Yeah, I don't buy Abwx's theory either. Yes, in HT-enabled Intel CPUs, that much IS true, you can have a core executing different thread's instructions, and I suppose that possibly, switching thread contexts doesn't serialize the core's pipeline, because that would flush and delay the other HyperThread. I guess I had always assuming that thread switches would serialize the core, but now that I think about it, it's possible that it does not. If it doesn't, then some of that could come into play, but you wouldn't have "lingering" threads executing on the core, while a newly-scheduled thread also executed, without HyperThreading enabled on that core.
That may be so, but for me the more important finding was that the CPU execution engine is not the main culprit for the performance loss, otherwise we would have seen it in the HEDT platform as well. Even with WinRar not scaling with more than 8 threads, we should still see somewhat similar behavior to the mainstream i7, and we do not.

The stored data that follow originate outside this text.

//! Time provider abstraction
//!
//! Users and stored objects carry `created_at`/`updated_at` timestamps in
//! milliseconds since the Unix epoch. The [`Clock`] trait lets production code
//! read the system time while tests pin it to known values.
//!
//! # Example
//!
//! ```
//! use confvault::{Clock, FixedClock};
//!
//! let clock = FixedClock::new(1_000);
//! assert_eq!(clock.now_millis(), 1_000);
//! clock.advance(500);
//! assert_eq!(clock.now_millis(), 1_500);
//! ```

use std::fmt::Debug;
use std::sync::atomic::{AtomicU64, Ordering};
use std::time::{SystemTime, UNIX_EPOCH};

use chrono::{TimeZone, Utc};

/// A time provider for record timestamps.
pub trait Clock: Send + Sync + Debug {
    /// Returns the current time as milliseconds since Unix epoch.
    fn now_millis(&self) -> u64;

    /// Returns the current time as an RFC3339-formatted string.
    fn now_rfc3339(&self) -> String {
        millis_to_rfc3339(self.now_millis())
    }
}

/// Production clock using real system time.
#[derive(Debug, Clone, Copy, Default)]
pub struct SystemClock;

impl Clock for SystemClock {
    fn now_millis(&self) -> u64 {
        SystemTime::now()
            .duration_since(UNIX_EPOCH)
            .map(|d| d.as_millis() as u64)
            .unwrap_or(0)
    }
}

/// Manually driven clock for tests.
///
/// The clock never moves on its own: every read returns the same value until
/// [`advance`](FixedClock::advance) or [`set`](FixedClock::set) is called.
#[derive(Debug)]
pub struct FixedClock {
    millis: AtomicU64,
}

impl FixedClock {
    /// Create a clock frozen at `millis`.
    pub fn new(millis: u64) -> Self {
        Self {
            millis: AtomicU64::new(millis),
        }
    }

    /// Advance the clock by the given number of milliseconds.
    pub fn advance(&self, ms: u64) {
        self.millis.fetch_add(ms, Ordering::SeqCst);
    }

    /// Set the clock to a specific time in milliseconds.
    pub fn set(&self, ms: u64) {
        self.millis.store(ms, Ordering::SeqCst);
    }
}

impl Clock for FixedClock {
    fn now_millis(&self) -> u64 {
        self.millis.load(Ordering::SeqCst)
    }
}

impl Default for FixedClock {
    fn default() -> Self {
        // 2024-01-01 00:00:00 UTC
        Self::new(1_704_067_200_000)
    }
}

/// Format a millisecond timestamp as RFC3339.
///
/// Out-of-range values collapse to the Unix epoch.
pub fn millis_to_rfc3339(millis: u64) -> String {
    let secs = (millis / 1000) as i64;
    let nanos = ((millis % 1000) * 1_000_000) as u32;
    Utc.timestamp_opt(secs, nanos)
        .single()
        .map(|dt| dt.to_rfc3339())
        .unwrap_or_else(|| "1970-01-01T00:00:00+00:00".to_string())
}
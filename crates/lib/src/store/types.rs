//! Artifact types returned by the configuration store.

use serde::{Deserialize, Serialize};

use crate::clock::millis_to_rfc3339;
use crate::file_type::FileType;

/// A stored configuration artifact.
///
/// Keyed by `(owner, filename)`; at most one exists per key in a given
/// backend. Timestamps are milliseconds since the Unix epoch.
#[derive(Debug, Clone, PartialEq, Eq, Serialize, Deserialize)]
pub struct ConfigArtifact {
    /// The user who owns the artifact
    pub owner: String,
    pub filename: String,
    /// The stored type for object-backed artifacts, or the type derived from
    /// the extension for file-backed ones.
    pub file_type: FileType,
    pub content: Vec<u8>,
    pub created_at: u64,
    pub updated_at: u64,
}

impl ConfigArtifact {
    /// Content length in bytes.
    pub fn len(&self) -> usize {
        self.content.len()
    }

    /// Whether the artifact has no content.
    pub fn is_empty(&self) -> bool {
        self.content.is_empty()
    }

    /// `updated_at` as an RFC 3339 string.
    pub fn updated_at_rfc3339(&self) -> String {
        millis_to_rfc3339(self.updated_at)
    }
}
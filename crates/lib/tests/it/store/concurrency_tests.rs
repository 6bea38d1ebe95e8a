//! Concurrent access to one key
//!
//! Both backends insert with an atomic insert-if-absent primitive, so racing
//! adds of the same key produce exactly one success. Reads that overlap a
//! delete or replace see a complete version or NotFound, never an error.

use std::sync::Arc;

use confvault::{ConfigStore, ErrorKind, FileType, backend::ObjectBackend};

use crate::helpers::*;

const RACERS: usize = 8;

async fn race_adds(store: Arc<ConfigStore>) {
    let mut handles = Vec::new();
    for i in 0..RACERS {
        let store = Arc::clone(&store);
        handles.push(tokio::spawn(async move {
            store
                .add_config("alice", "race.json", FileType::Json, format!("{i}").as_bytes())
                .await
        }));
    }

    let mut winners = Vec::new();
    for (i, handle) in handles.into_iter().enumerate() {
        match handle.await.expect("Task panicked") {
            Ok(()) => winners.push(i),
            Err(e) => assert_eq!(e.kind(), ErrorKind::AlreadyExists, "unexpected error: {e}"),
        }
    }
    assert_eq!(winners.len(), 1, "exactly one add should win");

    // The stored content is the winner's, untouched by the losers
    let artifact = store.get_config("alice", "race.json").await.unwrap();
    assert_eq!(artifact.content, format!("{}", winners[0]).as_bytes());
}

#[tokio::test(flavor = "multi_thread", worker_threads = 4)]
async fn test_concurrent_adds_file_backend() {
    let (store, _dir) = file_store();
    race_adds(Arc::new(store)).await;
}

#[tokio::test(flavor = "multi_thread", worker_threads = 4)]
async fn test_concurrent_adds_object_backend() {
    // A file database so every pooled connection is a real writer
    let (db, _dir) = test_file_database().await;
    race_adds(Arc::new(ConfigStore::object(db))).await;
}

#[tokio::test(flavor = "multi_thread", worker_threads = 4)]
async fn test_concurrent_adds_different_keys() {
    let (db, _dir) = test_file_database().await;
    let store = Arc::new(ConfigStore::object(db));

    let mut handles = Vec::new();
    for i in 0..RACERS {
        let store = Arc::clone(&store);
        handles.push(tokio::spawn(async move {
            store
                .add_config("alice", &format!("app-{i}.json"), FileType::Json, b"{}")
                .await
        }));
    }
    for handle in handles {
        handle.await.unwrap().expect("Distinct keys should not collide");
    }

    for i in 0..RACERS {
        assert!(
            store
                .config_exists("alice", &format!("app-{i}.json"))
                .await
                .unwrap()
        );
    }
}

const ROUNDS: usize = 60;
const READERS: usize = 3;

/// Content of version `v`: `v` repeated, with a length that also encodes `v`.
fn version(v: usize) -> Vec<u8> {
    vec![v as u8; 4096 + v]
}

fn assert_is_a_version(content: &[u8]) {
    let v = content.len().checked_sub(4096).expect("content too short");
    assert_eq!(content, version(v).as_slice(), "torn read of version {v}");
}

async fn race_reads_with_deletes(store: Arc<ConfigStore>) {
    for round in 0..ROUNDS {
        store
            .add_config("alice", "race.bin", FileType::Text, &version(round % 200))
            .await
            .unwrap();

        let mut readers = Vec::new();
        for _ in 0..READERS {
            let store = Arc::clone(&store);
            readers.push(tokio::spawn(async move {
                store.get_config("alice", "race.bin").await
            }));
        }
        store.delete_config("alice", "race.bin").await.unwrap();

        for reader in readers {
            match reader.await.unwrap() {
                Ok(artifact) => assert_is_a_version(&artifact.content),
                Err(e) => assert_eq!(e.kind(), ErrorKind::NotFound, "round {round}: {e}"),
            }
        }
    }
}

async fn race_reads_with_replaces(store: Arc<ConfigStore>) {
    store
        .add_config("alice", "race.bin", FileType::Text, &version(0))
        .await
        .unwrap();

    let writer = {
        let store = Arc::clone(&store);
        tokio::spawn(async move {
            for v in 1..=ROUNDS {
                store
                    .replace_config("alice", "race.bin", FileType::Text, &version(v))
                    .await
                    .unwrap();
            }
        })
    };

    let mut readers = Vec::new();
    for _ in 0..READERS {
        let store = Arc::clone(&store);
        readers.push(tokio::spawn(async move {
            for _ in 0..ROUNDS {
                let artifact = store
                    .get_config("alice", "race.bin")
                    .await
                    .expect("reads during a replace must succeed");
                assert_is_a_version(&artifact.content);
            }
        }));
    }

    writer.await.unwrap();
    for reader in readers {
        reader.await.unwrap();
    }

    let artifact = store.get_config("alice", "race.bin").await.unwrap();
    assert_eq!(artifact.content, version(ROUNDS));
}

/// Small chunks so every version spans several chunk rows
async fn chunked_object_store() -> (ConfigStore, tempfile::TempDir) {
    let (db, dir) = test_file_database().await;
    let backend = ObjectBackend::new(db).with_chunk_size(1024);
    (ConfigStore::new(Box::new(backend)), dir)
}

#[tokio::test(flavor = "multi_thread", worker_threads = 4)]
async fn test_reads_racing_delete_object_backend() {
    let (store, _dir) = chunked_object_store().await;
    race_reads_with_deletes(Arc::new(store)).await;
}

#[tokio::test(flavor = "multi_thread", worker_threads = 4)]
async fn test_reads_racing_delete_file_backend() {
    let (store, _dir) = file_store();
    race_reads_with_deletes(Arc::new(store)).await;
}

#[tokio::test(flavor = "multi_thread", worker_threads = 4)]
async fn test_reads_racing_replace_object_backend() {
    let (store, _dir) = chunked_object_store().await;
    race_reads_with_replaces(Arc::new(store)).await;
}

#[tokio::test(flavor = "multi_thread", worker_threads = 4)]
async fn test_reads_racing_replace_file_backend() {
    let (store, _dir) = file_store();
    race_reads_with_replaces(Arc::new(store)).await;
}

async fn race_reads_with_adds(store: Arc<ConfigStore>) {
    for round in 0..ROUNDS {
        let content = version(round % 200);
        let mut readers = Vec::new();
        for _ in 0..READERS {
            let store = Arc::clone(&store);
            readers.push(tokio::spawn(async move {
                store.get_config("alice", "race.bin").await
            }));
        }
        store
            .add_config("alice", "race.bin", FileType::Text, &content)
            .await
            .unwrap();

        for reader in readers {
            match reader.await.unwrap() {
                Ok(artifact) => assert_eq!(artifact.content, content, "round {round}"),
                Err(e) => assert_eq!(e.kind(), ErrorKind::NotFound, "round {round}: {e}"),
            }
        }
        store.delete_config("alice", "race.bin").await.unwrap();
    }
}

#[tokio::test(flavor = "multi_thread", worker_threads = 4)]
async fn test_reads_racing_add_file_backend() {
    let (store, _dir) = file_store();
    race_reads_with_adds(Arc::new(store)).await;
}

#[tokio::test(flavor = "multi_thread", worker_threads = 4)]
async fn test_reads_racing_add_object_backend() {
    let (store, _dir) = chunked_object_store().await;
    race_reads_with_adds(Arc::new(store)).await;
}
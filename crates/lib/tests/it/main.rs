/*! Integration tests for confvault.
 *
 * This test suite is organized as a single integration test binary
 * following the pattern described by matklad in
 * https://matklad.github.io/2021/02/27/delete-cargo-integration-tests.html
 *
 * The module structure mirrors the main library structure:
 * - user: Tests for UserStore registration, updates and authentication
 * - store: Tests for the ConfigStore contract over both backends
 * - backend: Tests for backend-specific behavior (chunking, integrity, layout)
 * - file_type: Tests for the extension classifier
 */

use tracing_subscriber::EnvFilter;

#[ctor::ctor]
fn init_test_tracing() {
    let _ = tracing_subscriber::fmt()
        .with_env_filter(
            EnvFilter::from_default_env().add_directive("confvault=info".parse().unwrap()),
        )
        .with_test_writer()
        .try_init();
}

mod file_type;
//! User store for confvault
//!
//! Provides user records and the credential check that gates every
//! configuration operation. Secrets are stored as Argon2id hashes.

pub mod crypto;
pub mod errors;
mod store;
pub mod types;

pub use errors::UserError;
pub use store::UserStore;
pub use types::User;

That observation even more strongly confirms, IMO, that the issue is L3 cache size. Because if it were core exe resource contention, the Haswell-E / HEDT should behave the same way that the mainstream Haswell desktop CPUs do, since they have the same cores. The fact that they do not, points away from a core resource issue, and to something else in the design of the HEDT that is different than the mainstream desktop. And one of the major somethings, besides PCI-E bandwidth, is the L3 cache size, as well as the quad-channel RAM. (I had forgotten about that, but the additional RAM bandwidth could come into play here as well. But the FX still only has dual-channel RAM. So I feel more confident that the issue is L3 cache size.)
Edit: Thinking about it more, I feel strongly that there is at least SOME serialization going on in the core, when switching thread contexts, because otherwise, a few micro-ops from one (prior) thread, would get access to the page(s) of memory of the (newly-scheduled) thread, and that could present a security issue from the standpoint of the processor architecture.
Likewise, there would be two sets of registers for the memory access descriptors in the processor, one bank for each hyperthread. (This is my speculation.) Unless the AGUs and load/store units only deal with physical addresses somehow.